Amandla Stenberg as Sophie  /  Maria Bakalova as Bee  /  Myha'la Herrold as Jordan  /  Chase Sui Wonders as Emma  /  Rachel Sennott as Alice  /  Lee Pace as Greg  /  Pete Davidson as David  /  Conner O'Malley as Max

Directed by Halina Reijn  /  Written by Sarah DeLappe

BODIES BODIES BODIES has been frequently described as a "Gen Z horror movie."  

That's sort of right, but not really entirely in tune with its marketing, which seemed to go out of its way to label it as a slasher horror flick.  There are elements of that genre in director Halina Reijin's English language feature film debut, to be sure, but this avant-garde indie veteran seems more in tune with making this film more of an Agatha Christie whodunit and a psychological study of friendship circles and how those very fragile bonds can come easily undone under tragic circumstances.  

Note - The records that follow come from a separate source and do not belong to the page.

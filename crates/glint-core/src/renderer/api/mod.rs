// Copyright 2025 eraflo
//
// Licensed under the Apache License, Version 2.0 (the "License");
// you may not use this file except in compliance with the License.
// You may obtain a copy of the License at
//
//     http://www.apache.org/licenses/LICENSE-2.0
//
// Unless required by applicable law or agreed to in writing, software
// distributed under the License is distributed on an "AS IS" BASIS,
// WITHOUT WARRANTIES OR CONDITIONS OF ANY KIND, either express or implied.
// See the License for the specific language governing permissions and
// limitations under the License.

//! Backend-agnostic shader pipeline API.
//!
//! Organized into several logical sub-modules:
//!
//! - **[`capabilities`]**: What the active driver accepts (dialect version, extensions).
//! - **[`semantic`]**: The fixed semantic-name to location table.
//! - **[`interface`]**: Vertex-input and fragment-output declarations.
//! - **[`shader`]**: Stages, driver object ids and rewritten sources.
//! - **[`uniform`]**: Reflection types, constant slots and typed uploads.
//! - **[`program`]**: Program and texture handles.
//! - **[`builtin`]**: Engine built-in constant and sampler names.

pub mod builtin;
pub mod capabilities;
pub mod interface;
pub mod program;
pub mod semantic;
pub mod shader;
pub mod uniform;

pub use self::builtin::*;
pub use self::capabilities::*;
pub use self::interface::*;
pub use self::program::*;
pub use self::semantic::*;
pub use self::shader::*;
pub use self::uniform::*;
// Copyright 2025 eraflo
//
// Licensed under the Apache License, Version 2.0 (the "License");
// you may not use this file except in compliance with the License.
// You may obtain a copy of the License at
//
//     http://www.apache.org/licenses/LICENSE-2.0
//
// Unless required by applicable law or agreed to in writing, software
// distributed under the License is distributed on an "AS IS" BASIS,
// WITHOUT WARRANTIES OR CONDITIONS OF ANY KIND, either express or implied.
// See the License for the specific language governing permissions and
// limitations under the License.

//! # Glint Infra
//!
//! Concrete implementations of the driver contract declared in `glint-core`.
//!
//! - [`HeadlessDevice`]: a software driver with no GPU requirement, used by
//!   tests and offline tools.
//! - `GlowDevice`: an OpenGL / OpenGL ES driver over a `glow` context,
//!   available with the `glow` feature.

#![warn(missing_docs)]

pub mod graphics;

pub use graphics::headless::{HeadlessDevice, RecordedUpload, UploadValue, HEADLESS_BINARY_FORMAT};

#[cfg(feature = "glow")]
pub use graphics::opengl::{detect_capabilities, GlowDevice};
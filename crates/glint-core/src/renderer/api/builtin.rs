// Copyright 2025 eraflo
//
// Licensed under the Apache License, Version 2.0 (the "License");
// you may not use this file except in compliance with the License.
// You may obtain a copy of the License at
//
//     http://www.apache.org/licenses/LICENSE-2.0
//
// Unless required by applicable law or agreed to in writing, software
// distributed under the License is distributed on an "AS IS" BASIS,
// WITHOUT WARRANTIES OR CONDITIONS OF ANY KIND, either express or implied.
// See the License for the specific language governing permissions and
// limitations under the License.

//! Engine built-in constants and samplers.
//!
//! Every program resolves these names once, right after reflection, so the
//! per-draw code can set them by index without a name lookup. Programs that
//! do not declare a built-in get [`ConstantSlot::NONE`] (or no sampler unit)
//! for it.

use crate::renderer::api::uniform::ConstantSlot;

/// Built-in constants set by the draw layer on every program that uses them.
#[derive(Debug, Clone, Copy, PartialEq, Eq, Hash)]
#[allow(missing_docs)]
pub enum BuiltInConstant {
    ModelViewMatrix,
    ProjectionMatrix,
    ModelViewProjectionMatrix,
    ModelViewMatrixTranspose,
    ProjectionMatrixTranspose,
    ModelViewProjectionMatrixTranspose,
    TextureMatrixS,
    TextureMatrixT,
    VertexColorScale,
    VertexColorAdd,
    ConstantColor,
}

impl BuiltInConstant {
    /// All built-in constants, in table order.
    pub const ALL: [BuiltInConstant; 11] = [
        BuiltInConstant::ModelViewMatrix,
        BuiltInConstant::ProjectionMatrix,
        BuiltInConstant::ModelViewProjectionMatrix,
        BuiltInConstant::ModelViewMatrixTranspose,
        BuiltInConstant::ProjectionMatrixTranspose,
        BuiltInConstant::ModelViewProjectionMatrixTranspose,
        BuiltInConstant::TextureMatrixS,
        BuiltInConstant::TextureMatrixT,
        BuiltInConstant::VertexColorScale,
        BuiltInConstant::VertexColorAdd,
        BuiltInConstant::ConstantColor,
    ];

    /// Name of the uniform in shader source.
    pub fn name(self) -> &'static str {
        match self {
            BuiltInConstant::ModelViewMatrix => "modelViewMatrix",
            BuiltInConstant::ProjectionMatrix => "projectionMatrix",
            BuiltInConstant::ModelViewProjectionMatrix => "modelViewProjectionMatrix",
            BuiltInConstant::ModelViewMatrixTranspose => "modelViewMatrixTranspose",
            BuiltInConstant::ProjectionMatrixTranspose => "projectionMatrixTranspose",
            BuiltInConstant::ModelViewProjectionMatrixTranspose => {
                "modelViewProjectionMatrixTranspose"
            }
            BuiltInConstant::TextureMatrixS => "textureMatrixS",
            BuiltInConstant::TextureMatrixT => "textureMatrixT",
            BuiltInConstant::VertexColorScale => "vertexColorScale",
            BuiltInConstant::VertexColorAdd => "vertexColorAdd",
            BuiltInConstant::ConstantColor => "constantColor",
        }
    }
}

/// Built-in samplers bound by the draw layer.
#[derive(Debug, Clone, Copy, PartialEq, Eq, Hash)]
#[allow(missing_docs)]
pub enum BuiltInSampler {
    DiffuseMap,
    NormalMap,
    JointsMap,
}

impl BuiltInSampler {
    /// All built-in samplers, in table order.
    pub const ALL: [BuiltInSampler; 3] = [
        BuiltInSampler::DiffuseMap,
        BuiltInSampler::NormalMap,
        BuiltInSampler::JointsMap,
    ];

    /// Name of the sampler in shader source.
    pub fn name(self) -> &'static str {
        match self {
            BuiltInSampler::DiffuseMap => "diffuseMap",
            BuiltInSampler::NormalMap => "normalMap",
            BuiltInSampler::JointsMap => "jointsMap",
        }
    }
}

/// Per-program resolution of the built-in tables.
#[derive(Debug, Clone, PartialEq, Eq)]
pub struct BuiltInSlots {
    constants: [ConstantSlot; BuiltInConstant::ALL.len()],
    samplers: [Option<u32>; BuiltInSampler::ALL.len()],
}

impl BuiltInSlots {
    /// Resolves every built-in with the given lookups.
    pub fn resolve(
        mut constant: impl FnMut(&str) -> Option<ConstantSlot>,
        mut sampler_unit: impl FnMut(&str) -> Option<u32>,
    ) -> Self {
        Self {
            constants: BuiltInConstant::ALL
                .map(|builtin| constant(builtin.name()).unwrap_or(ConstantSlot::NONE)),
            samplers: BuiltInSampler::ALL.map(|builtin| sampler_unit(builtin.name())),
        }
    }

    /// Slot of a built-in constant, [`ConstantSlot::NONE`] if not declared.
    pub fn constant(&self, builtin: BuiltInConstant) -> ConstantSlot {
        self.constants[builtin as usize]
    }

    /// Texture unit of a built-in sampler, if declared.
    pub fn sampler_unit(&self, builtin: BuiltInSampler) -> Option<u32> {
        self.samplers[builtin as usize]
    }
}

impl Default for BuiltInSlots {
    fn default() -> Self {
        Self::resolve(|_| None, |_| None)
    }
}

#[cfg(test)]
mod tests {
    use super::*;

    #[test]
    fn table_order_matches_discriminants() {
        for (index, builtin) in BuiltInConstant::ALL.iter().enumerate() {
            assert_eq!(*builtin as usize, index);
        }
        for (index, builtin) in BuiltInSampler::ALL.iter().enumerate() {
            assert_eq!(*builtin as usize, index);
        }
    }

    #[test]
    fn absent_builtins_resolve_to_none() {
        let slots = BuiltInSlots::resolve(
            |name| (name == "projectionMatrix").then_some(ConstantSlot(2)),
            |name| (name == "normalMap").then_some(1),
        );
        assert_eq!(
            slots.constant(BuiltInConstant::ProjectionMatrix),
            ConstantSlot(2)
        );
        assert_eq!(
            slots.constant(BuiltInConstant::ModelViewMatrix),
            ConstantSlot::NONE
        );
        assert_eq!(slots.sampler_unit(BuiltInSampler::NormalMap), Some(1));
        assert_eq!(slots.sampler_unit(BuiltInSampler::DiffuseMap), None);
    }
}
#[cfg(test)]
mod tests {
    use super::*;

    fn body(rewrite: &StageRewrite, rewriter: &DialectRewriter) -> String {
        rewrite.source.text[rewriter.header(rewrite.source.stage).len()..].to_string()
    }

    #[test]
    fn output_starts_with_header() {
        let rewriter = DialectRewriter::new(DriverCapabilities::gl33());
        let rewrite = rewriter.rewrite_stage("t", ShaderStage::Vertex, "void main() {}");
        assert!(rewrite.source.text.starts_with("#version 330\n#define GLSL_VERSION 330\n"));
        assert!(rewrite.source.text.ends_with("void main() {}"));
    }

    #[test]
    fn indentation_follows_braces() {
        let rewriter = DialectRewriter::new(DriverCapabilities::gl33());
        let rewrite = rewriter.rewrite_stage(
            "t",
            ShaderStage::Vertex,
            "void main()\n{\n    if (x) {\n  y = 1;\n}\n}\n",
        );
        assert_eq!(
            body(&rewrite, &rewriter),
            "void main()\n{\n\tif (x) {\n\t\ty = 1;\n\t}\n}"
        );
    }

    #[test]
    fn vertex_inputs_per_version() {
        let source = "in vec3 position : POSITION;\nin vec2 uv : TEXCOORD0;";
        let expectations = [
            (
                DriverCapabilities::legacy_gl21(),
                "attribute vec3 position;\nattribute vec2 uv;",
            ),
            (
                DriverCapabilities {
                    glsl_version: 150,
                    glsl_version_string: "150".to_string(),
                    ..DriverCapabilities::gl33()
                },
                "in vec3 position;\nin vec2 uv;",
            ),
            (
                DriverCapabilities::gl33(),
                "layout (location = 0) in vec3 position;\nlayout (location = 8) in vec2 uv;",
            ),
        ];
        for (caps, expected) in expectations {
            let rewriter = DialectRewriter::new(caps);
            let rewrite = rewriter.rewrite_stage("t", ShaderStage::Vertex, source);
            assert_eq!(body(&rewrite, &rewriter), expected);
            assert_eq!(rewrite.interface.len(), 2);
            assert_eq!(rewrite.interface[1].location, Some(8));
        }
    }

    #[test]
    fn varyings_are_not_recorded() {
        let rewriter = DialectRewriter::new(DriverCapabilities::legacy_gl21());
        let vs = rewriter.rewrite_stage("t", ShaderStage::Vertex, "out vec2 v_uv;");
        assert_eq!(body(&vs, &rewriter), "varying vec2 v_uv;");
        assert!(vs.interface.is_empty());

        let fs = rewriter.rewrite_stage("t", ShaderStage::Fragment, "in vec2 v_uv;");
        assert_eq!(body(&fs, &rewriter), "varying vec2 v_uv;");
        assert!(fs.interface.is_empty());
    }

    #[test]
    fn function_parameters_are_untouched() {
        let rewriter = DialectRewriter::new(DriverCapabilities::gl33());
        let rewrite = rewriter.rewrite_stage(
            "t",
            ShaderStage::Fragment,
            "void f(in vec3 a, out float b) { b = a.x; }",
        );
        assert_eq!(
            body(&rewrite, &rewriter),
            "void f(in vec3 a, out float b) { b = a.x; }"
        );
        assert!(rewrite.interface.is_empty());
    }

    #[test]
    fn legacy_fragment_outputs_become_builtins() {
        let rewriter = DialectRewriter::new(DriverCapabilities::legacy_gl21());
        let rewrite = rewriter.rewrite_stage(
            "t",
            ShaderStage::Fragment,
            "out vec4 color : FRAG_COLOR;\nout vec4 extra : FRAG_COLOR1;\nvoid main() {\n color = vec4(1.0);\n extra = color;\n}",
        );
        assert_eq!(
            body(&rewrite, &rewriter),
            "vec4 color;\nvec4 extra;\nvoid main() {\n\tgl_FragColor = vec4(1.0);\n\tgl_FragData[1] = gl_FragColor;\n}"
        );
        assert_eq!(rewrite.interface.len(), 2);
    }

    #[test]
    fn frag_depth_redirects_on_modern_targets() {
        let rewriter = DialectRewriter::new(DriverCapabilities::gl33());
        let rewrite = rewriter.rewrite_stage(
            "t",
            ShaderStage::Fragment,
            "out float depth : FRAG_DEPTH;\nvoid main() { depth = 0.5; }",
        );
        // gl_FragDepth is still a live built-in at 330.
        assert_eq!(
            body(&rewrite, &rewriter),
            "layout (location = 5) out float depth;\nvoid main() { gl_FragDepth = 0.5; }"
        );
    }

    #[test]
    fn array_outputs_are_never_redirected() {
        let rewriter = DialectRewriter::new(DriverCapabilities::legacy_gl21());
        let rewrite = rewriter.rewrite_stage(
            "t",
            ShaderStage::Fragment,
            "out vec4 colors[2] : FRAG_COLOR0;\nvoid main() { colors[0] = vec4(0.0); }",
        );
        assert_eq!(
            body(&rewrite, &rewriter),
            "vec4 colors[2];\nvoid main() { colors[0] = vec4(0.0); }"
        );
        assert!(rewrite.interface[0].is_array());
    }

    #[test]
    fn binding_era_fragment_outputs_use_plain_out() {
        let caps = DriverCapabilities {
            glsl_version: 140,
            glsl_version_string: "140".to_string(),
            ..DriverCapabilities::gl33()
        };
        let rewriter = DialectRewriter::new(caps);
        let rewrite = rewriter.rewrite_stage(
            "t",
            ShaderStage::Fragment,
            "out vec4 color : FRAG_COLOR;",
        );
        assert_eq!(body(&rewrite, &rewriter), "out vec4 color;");
        assert_eq!(rewrite.interface[0].location, Some(0));
    }

    #[test]
    fn unresolved_semantic_emits_plain_qualifier() {
        let rewriter = DialectRewriter::new(DriverCapabilities::gl33());
        let rewrite = rewriter.rewrite_stage(
            "t",
            ShaderStage::Vertex,
            "in vec3 tangent : TANGENT;\nvoid main() {}",
        );
        assert_eq!(
            body(&rewrite, &rewriter),
            "in vec3 tangent;\nvoid main() {}"
        );
        assert_eq!(rewrite.interface[0].raw_location(), -1);
        assert_eq!(rewrite.diagnostics.len(), 1);
        assert_eq!(rewrite.diagnostics[0].line, 1);
        assert_eq!(rewrite.diagnostics[0].stage, ShaderStage::Vertex);
    }

    #[test]
    fn malformed_declaration_is_skipped() {
        let rewriter = DialectRewriter::new(DriverCapabilities::gl33());
        let rewrite = rewriter.rewrite_stage(
            "t",
            ShaderStage::Vertex,
            "in ;\nin vec3 position : POSITION;",
        );
        assert_eq!(rewrite.interface.len(), 1);
        assert_eq!(rewrite.interface[0].name, "position");
        assert_eq!(rewrite.diagnostics.len(), 1);
    }

    #[test]
    fn program_rewrite_collects_both_interfaces() {
        let rewriter = DialectRewriter::new(DriverCapabilities::gl33());
        let program = rewriter.rewrite_program(
            "pair",
            Some("in vec3 position : POSITION;"),
            Some("out vec4 color : FRAG_COLOR;"),
        );
        assert_eq!(program.interface.vertex_inputs.len(), 1);
        assert_eq!(program.interface.fragment_outputs.len(), 1);
        assert!(program.vertex.is_some());
        assert!(program.fragment.is_some());

        let vertex_only = rewriter.rewrite_program("v", Some("void main() {}"), None);
        assert!(vertex_only.fragment.is_none());
    }
}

That, and BODIES BODIES BODIES also operates as a young adult soap opera featuring many characters that, to the film's detriment, are not entirely likeable in most regards.  This has the negative impact of stunting my emotional investment in the film.  Since I simply didn't care about any of these doomed (and disgustingly rich and mostly self-serving) souls I felt little as they're seemingly picked off one at a time by an unknown entity.  BODIES BODIES BODIES has an intriguing setup as a single location nerve wracker, but it's too empty minded about its themes and isn't as deep as it thinks it is with these Gen Z personas.   

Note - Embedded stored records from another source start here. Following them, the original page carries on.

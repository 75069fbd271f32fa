// Copyright 2025 eraflo
//
// Licensed under the Apache License, Version 2.0 (the "License");
// you may not use this file except in compliance with the License.
// You may obtain a copy of the License at
//
//     http://www.apache.org/licenses/LICENSE-2.0
//
// Unless required by applicable law or agreed to in writing, software
// distributed under the License is distributed on an "AS IS" BASIS,
// WITHOUT WARRANTIES OR CONDITIONS OF ANY KIND, either express or implied.
// See the License for the specific language governing permissions and
// limitations under the License.

//! Defines the hierarchy of error types for the shader pipeline.

use crate::renderer::api::{ProgramHandle, ShaderStage};
use std::fmt;

/// An error raised while turning shader text into a linked driver program.
#[derive(Debug, Clone, PartialEq, Eq)]
pub enum ShaderError {
    /// Neither stage was given any source text.
    EmptySource {
        /// Diagnostic name of the program.
        name: String,
    },
    /// The driver rejected a rewritten stage.
    CompilationFailed {
        /// Diagnostic name of the program.
        name: String,
        /// The stage that failed.
        stage: ShaderStage,
        /// The driver info log.
        log: String,
        /// The rewritten text, line numbered.
        source_dump: String,
    },
    /// The driver failed to link the compiled stages.
    LinkFailed {
        /// Diagnostic name of the program.
        name: String,
        /// The driver info log.
        log: String,
    },
    /// The driver could not allocate a stage or program object.
    Driver(String),
}

impl fmt::Display for ShaderError {
    fn fmt(&self, f: &mut fmt::Formatter<'_>) -> fmt::Result {
        match self {
            ShaderError::EmptySource { name } => {
                write!(f, "Program '{name}' has neither a vertex nor a fragment source")
            }
            ShaderError::CompilationFailed {
                name, stage, log, ..
            } => {
                write!(f, "Failed to compile {stage} stage of '{name}': {log}")
            }
            ShaderError::LinkFailed { name, log } => {
                write!(f, "Failed to link program '{name}': {log}")
            }
            ShaderError::Driver(msg) => write!(f, "Driver object allocation failed: {msg}"),
        }
    }
}

impl std::error::Error for ShaderError {}

/// An error returned by the program façade.
#[derive(Debug, Clone, PartialEq, Eq)]
pub enum ProgramError {
    /// Program creation failed.
    Shader(ShaderError),
    /// The handle refers to a deleted program.
    InvalidHandle(ProgramHandle),
}

impl fmt::Display for ProgramError {
    fn fmt(&self, f: &mut fmt::Formatter<'_>) -> fmt::Result {
        match self {
            ProgramError::Shader(err) => write!(f, "Program creation failed: {err}"),
            ProgramError::InvalidHandle(handle) => {
                write!(f, "Invalid or stale program handle {handle}")
            }
        }
    }
}

impl std::error::Error for ProgramError {
    fn source(&self) -> Option<&(dyn std::error::Error + 'static)> {
        match self {
            ProgramError::Shader(err) => Some(err),
            ProgramError::InvalidHandle(_) => None,
        }
    }
}

impl From<ShaderError> for ProgramError {
    fn from(err: ShaderError) -> Self {
        ProgramError::Shader(err)
    }
}

#[cfg(test)]
mod tests {
    use super::*;
    use std::error::Error;

    #[test]
    fn compilation_error_display_omits_source_dump() {
        let err = ShaderError::CompilationFailed {
            name: "sky".to_string(),
            stage: ShaderStage::Fragment,
            log: "0:3: syntax error".to_string(),
            source_dump: "  1: #version 330\n".to_string(),
        };
        assert_eq!(
            format!("{err}"),
            "Failed to compile fragment stage of 'sky': 0:3: syntax error"
        );
    }

    #[test]
    fn program_error_wraps_shader_error() {
        let err: ProgramError = ShaderError::LinkFailed {
            name: "sky".to_string(),
            log: "missing main".to_string(),
        }
        .into();
        assert_eq!(
            format!("{err}"),
            "Program creation failed: Failed to link program 'sky': missing main"
        );
        assert!(err.source().is_some());
    }

    #[test]
    fn invalid_handle_has_no_source() {
        let err = ProgramError::InvalidHandle(ProgramHandle {
            index: 3,
            generation: 1,
        });
        assert_eq!(format!("{err}"), "Invalid or stale program handle #3v1");
        assert!(err.source().is_none());
    }
}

And the longer the film progresses the more insufferable these people become.  Maybe that's the point here.  I dunno.  The introductory moments of the story barely hint at the darker turns that it takes, which is a testament to Reijin's skills in the exploratory stages.  There's a massive hurricane that's about to strike a remote mansion in the middle of nowhere, which will be the meeting ground for the aforementioned disgustingly rich and self serving friends that hope to engage in an alcohol and drug infused weekend of hedonistic pleasures.  Arriving quite late to the proceedings are Sophie (Amanda Stenberg) and her girlfriend Bee (BORAT 2's wonderful Maria Bakalova, whose impressive comedic talents are kind of squandered here), but the promise of a lit weekend keeps them focused.  The party has already started in full swing when they arrive and we are then introduced to the other friends, comprised of David (Pete Davidson), Emma (Chase Sui Wonders), Jordan (Myha'la Herrold), Alice (Rachel Sennott, who annoying says "OH MY GAWD!" so much in this film that I wanted to hurl something at the screen) and her much older fortysomething boyfriend Greg (a nearly unrecognizable Lee Pace).  Even though a massive storm is about to it, this high and drunk ensemble does not let it bring down their shared euphoria.   

Then the power goes out...and this is just the beginning of the you-know-what hitting the proverbial fan for everyone. 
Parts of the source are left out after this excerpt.